Cognitive inhibition is about being able to hold a thought, filter it, and decide whether it should be said out loud. If that skill is weak, the child may only realise it was the wrong thing to say once it has already been said.
Why This Keeps Happening
This is why the same issue can happen again and again, even after reminders, consequences, and apologies.
Adults may think, they’ve been told before, so why are they still doing it?
The answer is that being told does not automatically build the skill.
If the brain is not yet strong enough to filter thoughts quickly in real time, the child can keep making the same mistake, even when they genuinely understand the rule.
That is why this is not simply about defiance or poor manners. It is about the speed of a thought and the weakness of the filter meant to catch it.

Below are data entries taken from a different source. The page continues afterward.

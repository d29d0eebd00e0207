//! Local artifact cache.
//!
//! Every extraction target leaves a file under the document's cache root:
//!
//! ```text
//! <root>/<prep(directory)>/<prep(name)>.json   value accepted
//! <root>/<prep(directory)>/<prep(name)>.txt    attempt failed, raw response
//! ```
//!
//! The presence of either file is the only record that a target was
//! attempted. There is no attempt counter and no expiry.
//!
//! Writes go through a temp file in the destination directory followed by
//! a rename, so a reader never sees a half-written JSON file. The check
//! and the write are still two separate steps: two workers sharing a
//! directory can both miss the cache and both query the model.

use crate::error::ExtractError;
use once_cell::sync::Lazy;
use regex::Regex;
use serde_json::Value;
use std::io::Write;
use std::path::{Path, PathBuf};
use tracing::{debug, warn};

static RE_UNSAFE: Lazy<Regex> = Lazy::new(|| Regex::new(r"[^a-zA-Z0-9\-_\s]+").unwrap());
static RE_SPACES: Lazy<Regex> = Lazy::new(|| Regex::new(r"\s+").unwrap());

/// Normalise a logical name or directory into a safe path component.
///
/// Strips everything outside `[A-Za-z0-9-_\s]`, turns whitespace runs into
/// `_`, lowercases.
pub fn prep_filename(name: &str) -> String {
    let stripped = RE_UNSAFE.replace_all(name, "");
    RE_SPACES.replace_all(&stripped, "_").to_lowercase()
}

/// What a previous run left behind for a target.
#[derive(Debug, Clone, PartialEq)]
pub enum CachedArtifact {
    /// The accepted value (`.json`).
    Value(Value),
    /// The raw response of a failed attempt (`.txt`).
    Failed { path: PathBuf, text: String },
}

/// File-backed cache rooted at one document's working directory.
#[derive(Debug, Clone)]
pub struct ArtifactCache {
    root: PathBuf,
}

impl ArtifactCache {
    /// Open (and create if needed) the cache rooted at `root`.
    pub fn open(root: impl Into<PathBuf>) -> Result<Self, ExtractError> {
        let root = root.into();
        std::fs::create_dir_all(&root).map_err(|e| ExtractError::io(&root, e))?;
        Ok(Self { root })
    }

    pub fn root(&self) -> &Path {
        &self.root
    }

    /// Directory holding the artefacts of `directory` (the root when `None`).
    pub fn dir_path(&self, directory: Option<&str>) -> PathBuf {
        match directory {
            Some(d) => self.root.join(prep_filename(d)),
            None => self.root.clone(),
        }
    }

    /// Path of one artefact with the given extension.
    pub fn artifact_path(&self, name: &str, directory: Option<&str>, ext: &str) -> PathBuf {
        self.dir_path(directory)
            .join(format!("{}.{ext}", prep_filename(name)))
    }

    /// Look up a previous attempt. The `.json` value wins over a `.txt` failure.
    ///
    /// A `.json` file that no longer parses is reported and treated as
    /// absent so the target runs again.
    pub fn lookup(&self, name: &str, directory: Option<&str>) -> Option<CachedArtifact> {
        let json_path = self.artifact_path(name, directory, "json");
        match std::fs::read_to_string(&json_path) {
            Ok(text) => match serde_json::from_str(&text) {
                Ok(value) => return Some(CachedArtifact::Value(value)),
                Err(e) => warn!("Ignoring unreadable cache file {}: {}", json_path.display(), e),
            },
            Err(e) if e.kind() == std::io::ErrorKind::NotFound => {}
            Err(e) => warn!("Cannot read cache file {}: {}", json_path.display(), e),
        }

        let txt_path = self.artifact_path(name, directory, "txt");
        match std::fs::read_to_string(&txt_path) {
            Ok(text) => Some(CachedArtifact::Failed {
                path: txt_path,
                text,
            }),
            Err(_) => None,
        }
    }

    /// Record an accepted value. Failures are logged, never returned.
    pub fn store_value(&self, name: &str, directory: Option<&str>, value: &Value) {
        let path = self.artifact_path(name, directory, "json");
        let result = serde_json::to_vec_pretty(value)
            .map_err(std::io::Error::other)
            .and_then(|bytes| write_atomic(&path, &bytes));
        match result {
            Ok(()) => debug!("Cached {}", path.display()),
            Err(e) => warn!("Error writing cache file {}: {}", path.display(), e),
        }
    }

    /// Record the raw response of a failed attempt. Failures are logged.
    pub fn store_failure(&self, name: &str, directory: Option<&str>, text: &str) {
        let path = self.artifact_path(name, directory, "txt");
        match write_atomic(&path, text.as_bytes()) {
            Ok(()) => debug!("Cached failure {}", path.display()),
            Err(e) => warn!("Error writing cache file {}: {}", path.display(), e),
        }
    }
}

fn write_atomic(path: &Path, bytes: &[u8]) -> std::io::Result<()> {
    let parent = path.parent().unwrap_or_else(|| Path::new("."));
    std::fs::create_dir_all(parent)?;
    let mut tmp = tempfile::NamedTempFile::new_in(parent)?;
    tmp.write_all(bytes)?;
    tmp.persist(path).map_err(|e| e.error)?;
    Ok(())
}

#[cfg(test)]
mod tests {
    use super::*;
    use serde_json::json;

    #[test]
    fn prep_filename_rules() {
        assert_eq!(prep_filename("Dallas-Fort Worth, TX"), "dallas-fort_worth_tx");
        assert_eq!(prep_filename("historical-rent_per_sqft"), "historical-rent_per_sqft");
        assert_eq!(prep_filename("North  Central/Uptown"), "north_centraluptown");
    }

    #[test]
    fn miss_then_value() {
        let dir = tempfile::tempdir().unwrap();
        let cache = ArtifactCache::open(dir.path()).unwrap();
        assert!(cache.lookup("snapshots", Some("Downtown Core")).is_none());

        cache.store_value("snapshots", Some("Downtown Core"), &json!({"quarter": 3}));
        let path = dir.path().join("downtown_core").join("snapshots.json");
        assert!(path.exists());
        assert_eq!(
            cache.lookup("snapshots", Some("Downtown Core")),
            Some(CachedArtifact::Value(json!({"quarter": 3})))
        );
    }

    #[test]
    fn failure_text_counts_as_attempted() {
        let dir = tempfile::tempdir().unwrap();
        let cache = ArtifactCache::open(dir.path()).unwrap();
        cache.store_failure("submarkets", None, "no json here");
        match cache.lookup("submarkets", None) {
            Some(CachedArtifact::Failed { path, text }) => {
                assert_eq!(text, "no json here");
                assert_eq!(path, dir.path().join("submarkets.txt"));
            }
            other => panic!("unexpected: {other:?}"),
        }
    }

    #[test]
    fn value_wins_over_failure() {
        let dir = tempfile::tempdir().unwrap();
        let cache = ArtifactCache::open(dir.path()).unwrap();
        cache.store_failure("report", Some("x"), "bad");
        cache.store_value("report", Some("x"), &json!([1, 2]));
        assert_eq!(
            cache.lookup("report", Some("x")),
            Some(CachedArtifact::Value(json!([1, 2])))
        );
    }

    #[test]
    fn corrupt_json_is_treated_as_absent() {
        let dir = tempfile::tempdir().unwrap();
        let cache = ArtifactCache::open(dir.path()).unwrap();
        std::fs::write(dir.path().join("snapshots.json"), "{ not json").unwrap();
        assert!(cache.lookup("snapshots", None).is_none());
    }
}
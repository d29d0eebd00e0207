//! Directory batch runner.
//!
//! Processes every supported report in a source directory, up to
//! `config.concurrency` documents at once, then moves each file into the
//! `processed` or `incomplete` directory according to its outcome. A
//! document that fails with a fatal [`ExtractError`] is routed to
//! `incomplete` and its error is recorded in the [`BatchEntry`].

use crate::error::ExtractError;
use crate::extract::MarketReportExtractor;
use crate::output::{BatchEntry, DocumentStatus};
use crate::pipeline::input::is_supported;
use futures::stream::{self, StreamExt};
use std::path::{Path, PathBuf};
use tracing::{info, warn};

/// Routing targets for one batch run.
#[derive(Debug, Clone)]
pub struct BatchDirs {
    pub source: PathBuf,
    pub processed: PathBuf,
    pub incomplete: PathBuf,
}

impl BatchDirs {
    /// `processed/` and `incomplete/` as siblings of `source`.
    pub fn beside(source: impl Into<PathBuf>) -> Self {
        let source = source.into();
        let parent = source
            .parent()
            .map(Path::to_path_buf)
            .unwrap_or_else(|| PathBuf::from("."));
        Self {
            processed: parent.join(DocumentStatus::Processed.directory_name()),
            incomplete: parent.join(DocumentStatus::Incomplete.directory_name()),
            source,
        }
    }

    pub fn destination(&self, status: DocumentStatus) -> &Path {
        match status {
            DocumentStatus::Processed => &self.processed,
            DocumentStatus::Incomplete => &self.incomplete,
        }
    }
}

/// Supported files directly inside `dir`, sorted by name.
pub fn list_documents(dir: &Path) -> Result<Vec<PathBuf>, ExtractError> {
    let entries = std::fs::read_dir(dir).map_err(|e| ExtractError::io(dir, e))?;
    let mut files: Vec<PathBuf> = entries
        .filter_map(Result::ok)
        .map(|e| e.path())
        .filter(|p| p.is_file() && is_supported(p))
        .collect();
    files.sort();
    Ok(files)
}

/// Move `file` into `dir`, keeping its name.
async fn move_into(file: &Path, dir: &Path) -> Result<PathBuf, ExtractError> {
    tokio::fs::create_dir_all(dir).await.map_err(|e| ExtractError::io(dir, e))?;
    let name = file
        .file_name()
        .ok_or_else(|| ExtractError::Internal(format!("'{}' has no file name", file.display())))?;
    let dest = dir.join(name);
    if tokio::fs::rename(file, &dest).await.is_err() {
        // Rename fails across filesystems.
        tokio::fs::copy(file, &dest).await.map_err(|e| ExtractError::io(&dest, e))?;
        tokio::fs::remove_file(file).await.map_err(|e| ExtractError::io(file, e))?;
    }
    Ok(dest)
}

async fn process_one(extractor: &MarketReportExtractor, dirs: &BatchDirs, source: PathBuf) -> BatchEntry {
    let (status, outcome, error) = match extractor.process_document(&source).await {
        Ok(outcome) => (outcome.status, Some(outcome), None),
        Err(e) => {
            warn!("{}: {}", source.display(), e);
            (DocumentStatus::Incomplete, None, Some(e.to_string()))
        }
    };

    let moved_to = match move_into(&source, dirs.destination(status)).await {
        Ok(dest) => {
            info!("Moved {} to {}", source.display(), dest.display());
            Some(dest)
        }
        Err(e) => {
            warn!("Cannot move {}: {}", source.display(), e);
            None
        }
    };

    BatchEntry {
        source,
        moved_to,
        status,
        outcome,
        error,
    }
}

/// Process every supported document in `dirs.source`.
///
/// Entries come back in file-name order regardless of completion order.
pub async fn process_directory(
    extractor: &MarketReportExtractor,
    dirs: &BatchDirs,
) -> Result<Vec<BatchEntry>, ExtractError> {
    let files = list_documents(&dirs.source)?;
    info!(
        "Batch: {} documents in {} (concurrency {})",
        files.len(),
        dirs.source.display(),
        extractor.config().concurrency
    );

    let mut entries: Vec<BatchEntry> = stream::iter(
        files
            .into_iter()
            .map(|source| process_one(extractor, dirs, source)),
    )
    .buffer_unordered(extractor.config().concurrency.max(1))
    .collect()
    .await;

    entries.sort_by(|a, b| a.source.cmp(&b.source));
    Ok(entries)
}
//! Document store seam and collection routing.
//!
//! Logical record names (the same names the cache uses) are classified
//! once into a [`Collection`], which carries the physical collection name
//! and the natural-key fields used to build the upsert filter:
//!
//! | physical collection | natural key |
//! |---|---|
//! | `snapshots` | quarter, year, state, market, submarket |
//! | `zipcodes` | zipcode |
//! | `properties` | zipcode, name |
//! | `historical-data` | market_parameter, quarter, year, state, market, submarket |
//! | `supply_demands` | quarter, year, state, market, submarket |
//! | `sample_existing_units` | quarter, year, state, market, submarket |
//! | `report` | quarter, year, state, market, submarket |
//!
//! Writes are always upserts, so rerunning a document converges on the
//! same stored state whether or not the local cache survived.

pub mod memory;
pub mod sqlite;

pub use memory::MemoryStore;
pub use sqlite::SqliteStore;

use crate::error::ExtractError;
use async_trait::async_trait;
use serde_json::{Map, Value};
use tracing::{debug, warn};

/// The external document store: flat filter, flat `$set` payload.
#[async_trait]
pub trait DocumentStore: Send + Sync {
    async fn upsert(
        &self,
        collection: &str,
        filter: Map<String, Value>,
        values: Map<String, Value>,
    ) -> Result<(), ExtractError>;
}

const LOCATION_KEY: &[&str] = &["quarter", "year", "state", "market", "submarket"];

/// Physical collections the pipeline writes to.
#[derive(Debug, Clone, Copy, PartialEq, Eq, Hash)]
pub enum Collection {
    Snapshots,
    Zipcodes,
    Properties,
    HistoricalData,
    SupplyDemands,
    SampleExistingUnits,
    Report,
}

impl Collection {
    /// Classify a logical record name.
    ///
    /// `historical-*` collapses to `historical-data`, both property lists
    /// collapse to `properties`, other names map to the collection of the
    /// same name. Names with no collection (e.g. `submarkets`) yield `None`.
    pub fn classify(logical: &str) -> Option<Self> {
        if logical.starts_with("historical-") {
            return Some(Collection::HistoricalData);
        }
        match logical {
            "completed_properties" | "properties_under_construction" => {
                Some(Collection::Properties)
            }
            "snapshots" => Some(Collection::Snapshots),
            "zipcodes" => Some(Collection::Zipcodes),
            "properties" => Some(Collection::Properties),
            "historical-data" => Some(Collection::HistoricalData),
            "supply_demands" => Some(Collection::SupplyDemands),
            "sample_existing_units" => Some(Collection::SampleExistingUnits),
            "report" => Some(Collection::Report),
            _ => None,
        }
    }

    pub fn physical_name(&self) -> &'static str {
        match self {
            Collection::Snapshots => "snapshots",
            Collection::Zipcodes => "zipcodes",
            Collection::Properties => "properties",
            Collection::HistoricalData => "historical-data",
            Collection::SupplyDemands => "supply_demands",
            Collection::SampleExistingUnits => "sample_existing_units",
            Collection::Report => "report",
        }
    }

    pub fn key_fields(&self) -> &'static [&'static str] {
        match self {
            Collection::Zipcodes => &["zipcode"],
            Collection::Properties => &["zipcode", "name"],
            Collection::HistoricalData => &[
                "market_parameter",
                "quarter",
                "year",
                "state",
                "market",
                "submarket",
            ],
            Collection::Snapshots
            | Collection::SupplyDemands
            | Collection::SampleExistingUnits
            | Collection::Report => LOCATION_KEY,
        }
    }
}

/// Split a record into `(filter, $set payload)`.
///
/// Key fields present on the record move into the filter; absent ones are
/// simply not part of it (a market snapshot has no `submarket`).
pub fn prepare_upsert(
    mut record: Map<String, Value>,
    keys: &[&str],
) -> (Map<String, Value>, Map<String, Value>) {
    let mut filter = Map::new();
    for key in keys {
        if let Some(value) = record.remove(*key) {
            filter.insert((*key).to_string(), value);
        }
    }
    (filter, record)
}

/// Persist an object or every element of a list under `logical` name.
///
/// Returns the number of upserts issued. Unrouted names and non-object
/// list elements are skipped.
pub async fn persist_record(
    store: &dyn DocumentStore,
    logical: &str,
    value: &Value,
) -> Result<usize, ExtractError> {
    let Some(collection) = Collection::classify(logical) else {
        debug!("'{}' has no store collection; cached only", logical);
        return Ok(0);
    };

    let records: Vec<&Value> = match value {
        Value::Array(items) => items.iter().collect(),
        other => vec![other],
    };

    let mut written = 0;
    for record in records {
        let Some(map) = record.as_object() else {
            warn!(
                "Skipping non-object record for '{}' in '{}'",
                logical,
                collection.physical_name()
            );
            continue;
        };
        let (filter, values) = prepare_upsert(map.clone(), collection.key_fields());
        store
            .upsert(collection.physical_name(), filter, values)
            .await?;
        written += 1;
    }
    debug!(
        "Persisted {} record(s) of '{}' into '{}'",
        written,
        logical,
        collection.physical_name()
    );
    Ok(written)
}

#[cfg(test)]
mod tests {
    use super::*;
    use serde_json::json;

    #[test]
    fn classify_collapses_prefixes_and_aliases() {
        assert_eq!(
            Collection::classify("historical-rent_per_sqft"),
            Some(Collection::HistoricalData)
        );
        assert_eq!(
            Collection::classify("completed_properties"),
            Some(Collection::Properties)
        );
        assert_eq!(
            Collection::classify("properties_under_construction"),
            Some(Collection::Properties)
        );
        assert_eq!(Collection::classify("report"), Some(Collection::Report));
        assert_eq!(Collection::classify("submarkets"), None);
    }

    #[test]
    fn physical_names() {
        assert_eq!(
            Collection::classify("historical-occupancy").unwrap().physical_name(),
            "historical-data"
        );
        assert_eq!(
            Collection::classify("completed_properties").unwrap().physical_name(),
            "properties"
        );
    }

    #[test]
    fn report_filter_is_exactly_the_location_key() {
        let record = json!({
            "quarter": 3, "year": 2024, "state": "TX", "market": "Austin", "submarket": "Downtown",
            "average_rental_rate": "$1,800", "current_vacancy": "7%"
        });
        let (filter, set) = prepare_upsert(
            record.as_object().unwrap().clone(),
            Collection::Report.key_fields(),
        );
        assert_eq!(
            Value::Object(filter),
            json!({"quarter": 3, "year": 2024, "state": "TX", "market": "Austin", "submarket": "Downtown"})
        );
        assert_eq!(
            Value::Object(set),
            json!({"average_rental_rate": "$1,800", "current_vacancy": "7%"})
        );
    }

    #[test]
    fn market_snapshot_filter_omits_submarket() {
        let record = json!({"quarter": 3, "year": 2024, "state": "TX", "market": "Austin", "market_text": "..."});
        let (filter, _) = prepare_upsert(
            record.as_object().unwrap().clone(),
            Collection::Snapshots.key_fields(),
        );
        assert_eq!(filter.len(), 4);
        assert!(!filter.contains_key("submarket"));
    }

    #[tokio::test]
    async fn list_records_upsert_per_element() {
        let store = MemoryStore::new();
        let n = persist_record(
            &store,
            "zipcodes",
            &json!([
                {"zipcode": "90210", "state": "CA", "market": "LA", "submarket": "West"},
                {"zipcode": "90211", "state": "CA", "market": "LA", "submarket": "West"},
                "garbage"
            ]),
        )
        .await
        .unwrap();
        assert_eq!(n, 2);
        assert_eq!(store.records("zipcodes").len(), 2);
    }

    #[tokio::test]
    async fn unrouted_names_are_not_written() {
        let store = MemoryStore::new();
        let n = persist_record(&store, "submarkets", &json!([{"submarket_key": 1, "name": "x"}]))
            .await
            .unwrap();
        assert_eq!(n, 0);
        assert_eq!(store.upsert_count(), 0);
    }
}
//! Configuration types for market report extraction.
//!
//! Every knob lives in [`ExtractionConfig`], built through
//! [`ExtractionConfigBuilder`]. The config is cheap to clone and is shared
//! by every document of a batch.

use crate::error::ExtractError;
use crate::pipeline::json::DEFAULT_FENCE_PATTERN;
use crate::progress::ProgressCallback;
use edgequake_llm::LLMProvider;
use std::fmt;
use std::path::PathBuf;
use std::sync::Arc;
use std::time::Duration;

/// Model used when neither the config nor the environment names one.
pub const DEFAULT_MODEL: &str = "gpt-4.1-mini";

/// Quarter labels accepted as a submarket start marker.
pub const DEFAULT_QUARTER_LABELS: &[&str] = &[
    "2Q 2023", "3Q 2023", "4Q 2023", "1Q 2024", "2Q 2024", "3Q 2024", "4Q 2024",
];

/// Configuration for extracting one or more market reports.
///
/// # Example
/// ```rust
/// use market_report_extract::ExtractionConfig;
///
/// let config = ExtractionConfig::builder()
///     .work_dir("./results")
///     .model("gpt-4.1-mini")
///     .extended_targets(true)
///     .build()
///     .unwrap();
/// assert_eq!(config.max_requests_per_session, 10);
/// ```
#[derive(Clone)]
pub struct ExtractionConfig {
    /// Cache root. Each document caches under
    /// `<work_dir>/<prep_filename(file stem)>`. Default: `./results`.
    pub work_dir: PathBuf,

    /// Root of the per-market segmentation output. Default: `./submarkets`.
    pub submarkets_dir: PathBuf,

    /// LLM model identifier. If None, [`DEFAULT_MODEL`].
    pub model: Option<String>,

    /// LLM provider name (e.g. "openai", "anthropic", "ollama").
    pub provider_name: Option<String>,

    /// Pre-constructed LLM provider. Takes precedence over `provider_name`.
    pub provider: Option<Arc<dyn LLMProvider>>,

    /// Sampling temperature. Default: 0.1.
    pub temperature: f32,

    /// Maximum tokens per answer. Default: 4096.
    pub max_tokens: usize,

    /// Attempts per question before the session gives up. Default: 3.
    pub attempts_per_request: u32,

    /// Fixed pause after a failed attempt, in milliseconds. Default: 100.
    pub pause_after_attempt_ms: u64,

    /// Pause before every question, in milliseconds. Default: 100.
    pub pause_before_request_ms: u64,

    /// Questions per conversation thread before it is rotated. Default: 10.
    pub max_requests_per_session: u32,

    /// Cap on the document text bound into a session, in characters.
    /// Default: 400 000.
    pub max_document_chars: usize,

    /// Quarter labels accepted by the segmenter.
    pub quarter_labels: Vec<String>,

    /// Regex locating the JSON block in an answer; group 1 is the body.
    pub json_fence_pattern: String,

    /// Also extract property lists, supply/demand and sample/existing
    /// units for every submarket. Default: false.
    pub extended_targets: bool,

    /// Documents processed at once by the batch runner. Default: 1.
    pub concurrency: usize,

    /// Custom assistant instructions. If None, the built-in ones.
    pub system_prompt: Option<String>,

    /// PDF user password for encrypted reports.
    pub password: Option<String>,

    /// Optional progress callback for per-target events.
    pub progress_callback: Option<ProgressCallback>,
}

impl Default for ExtractionConfig {
    fn default() -> Self {
        Self {
            work_dir: PathBuf::from("./results"),
            submarkets_dir: PathBuf::from("./submarkets"),
            model: None,
            provider_name: None,
            provider: None,
            temperature: 0.1,
            max_tokens: 4096,
            attempts_per_request: 3,
            pause_after_attempt_ms: 100,
            pause_before_request_ms: 100,
            max_requests_per_session: 10,
            max_document_chars: 400_000,
            quarter_labels: DEFAULT_QUARTER_LABELS.iter().map(|s| s.to_string()).collect(),
            json_fence_pattern: DEFAULT_FENCE_PATTERN.to_string(),
            extended_targets: false,
            concurrency: 1,
            system_prompt: None,
            password: None,
            progress_callback: None,
        }
    }
}

impl fmt::Debug for ExtractionConfig {
    fn fmt(&self, f: &mut fmt::Formatter<'_>) -> fmt::Result {
        f.debug_struct("ExtractionConfig")
            .field("work_dir", &self.work_dir)
            .field("submarkets_dir", &self.submarkets_dir)
            .field("model", &self.model)
            .field("provider_name", &self.provider_name)
            .field("provider", &self.provider.as_ref().map(|_| "<dyn LLMProvider>"))
            .field("temperature", &self.temperature)
            .field("max_tokens", &self.max_tokens)
            .field("attempts_per_request", &self.attempts_per_request)
            .field("max_requests_per_session", &self.max_requests_per_session)
            .field("max_document_chars", &self.max_document_chars)
            .field("quarter_labels", &self.quarter_labels)
            .field("extended_targets", &self.extended_targets)
            .field("concurrency", &self.concurrency)
            .field("password", &self.password.as_ref().map(|_| "<redacted>"))
            .field(
                "progress_callback",
                &self.progress_callback.as_ref().map(|_| "<dyn ExtractionProgressCallback>"),
            )
            .finish()
    }
}

impl ExtractionConfig {
    pub fn builder() -> ExtractionConfigBuilder {
        ExtractionConfigBuilder {
            config: Self::default(),
        }
    }

    pub fn model_or_default(&self) -> &str {
        self.model.as_deref().unwrap_or(DEFAULT_MODEL)
    }

    pub fn pause_after_attempt(&self) -> Duration {
        Duration::from_millis(self.pause_after_attempt_ms)
    }

    pub fn pause_before_request(&self) -> Duration {
        Duration::from_millis(self.pause_before_request_ms)
    }
}

/// Builder for [`ExtractionConfig`].
#[derive(Debug)]
pub struct ExtractionConfigBuilder {
    config: ExtractionConfig,
}

impl ExtractionConfigBuilder {
    pub fn work_dir(mut self, dir: impl Into<PathBuf>) -> Self {
        self.config.work_dir = dir.into();
        self
    }

    pub fn submarkets_dir(mut self, dir: impl Into<PathBuf>) -> Self {
        self.config.submarkets_dir = dir.into();
        self
    }

    pub fn model(mut self, model: impl Into<String>) -> Self {
        self.config.model = Some(model.into());
        self
    }

    pub fn provider_name(mut self, name: impl Into<String>) -> Self {
        self.config.provider_name = Some(name.into());
        self
    }

    pub fn provider(mut self, provider: Arc<dyn LLMProvider>) -> Self {
        self.config.provider = Some(provider);
        self
    }

    pub fn temperature(mut self, t: f32) -> Self {
        self.config.temperature = t.clamp(0.0, 2.0);
        self
    }

    pub fn max_tokens(mut self, n: usize) -> Self {
        self.config.max_tokens = n;
        self
    }

    pub fn attempts_per_request(mut self, n: u32) -> Self {
        self.config.attempts_per_request = n.max(1);
        self
    }

    pub fn pause_after_attempt_ms(mut self, ms: u64) -> Self {
        self.config.pause_after_attempt_ms = ms;
        self
    }

    pub fn pause_before_request_ms(mut self, ms: u64) -> Self {
        self.config.pause_before_request_ms = ms;
        self
    }

    pub fn max_requests_per_session(mut self, n: u32) -> Self {
        self.config.max_requests_per_session = n.max(1);
        self
    }

    pub fn max_document_chars(mut self, n: usize) -> Self {
        self.config.max_document_chars = n;
        self
    }

    pub fn quarter_labels<I, S>(mut self, labels: I) -> Self
    where
        I: IntoIterator<Item = S>,
        S: Into<String>,
    {
        self.config.quarter_labels = labels.into_iter().map(Into::into).collect();
        self
    }

    pub fn json_fence_pattern(mut self, pattern: impl Into<String>) -> Self {
        self.config.json_fence_pattern = pattern.into();
        self
    }

    pub fn extended_targets(mut self, v: bool) -> Self {
        self.config.extended_targets = v;
        self
    }

    pub fn concurrency(mut self, n: usize) -> Self {
        self.config.concurrency = n.max(1);
        self
    }

    pub fn system_prompt(mut self, prompt: impl Into<String>) -> Self {
        self.config.system_prompt = Some(prompt.into());
        self
    }

    pub fn password(mut self, pwd: impl Into<String>) -> Self {
        self.config.password = Some(pwd.into());
        self
    }

    pub fn progress_callback(mut self, cb: ProgressCallback) -> Self {
        self.config.progress_callback = Some(cb);
        self
    }

    /// Build the configuration, validating constraints.
    pub fn build(self) -> Result<ExtractionConfig, ExtractError> {
        let c = &self.config;
        if c.quarter_labels.is_empty() {
            return Err(ExtractError::InvalidConfig(
                "At least one quarter label is required".into(),
            ));
        }
        if c.max_document_chars == 0 {
            return Err(ExtractError::InvalidConfig(
                "max_document_chars must be ≥ 1".into(),
            ));
        }
        if let Err(e) = regex::Regex::new(&c.json_fence_pattern) {
            return Err(ExtractError::InvalidConfig(format!(
                "JSON fence pattern does not compile: {e}"
            )));
        }
        Ok(self.config)
    }
}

A Different Way to Understand It
Most of us have a mental filter running in the background all the time. It helps us dismiss thoughts, hold things back, or save them for later. We think lots of things every day that we never say out loud.
For some children, that filter is not working strongly enough yet.
So thoughts that other people would quietly sort, dismiss, or keep in their heads are more likely to come straight out in speech.
That does not mean there is no responsibility at all. It does not mean children should never be guided. But it does mean we need to understand the difference between a child who wilfully says something hurtful and a child whose brain did not give them enough stopping time before the words came out.
What Children Need
When we understand cognitive inhibition properly, our response changes.
Instead of only focusing on correcting the words, we start to look at the skill underneath. The child still needs support, guidance, and boundaries, but they also need help building that missing pause between thought and speech.
That might mean slowing conversations down, helping them reflect on which thoughts are for now and which can stay unspoken, and recognising that shame will not build the filter they are missing.
The goal is not to stop children having thoughts. The goal is to help them gain more control over what happens next.
The Question We Should Be Asking
So when a child says something that feels shocking, rude, or completely out of place, the question is not only, “Why did they say that?”
A more helpful question is, “Did they have enough control in that moment to stop it?”
For many children, that is where the real difficulty lies.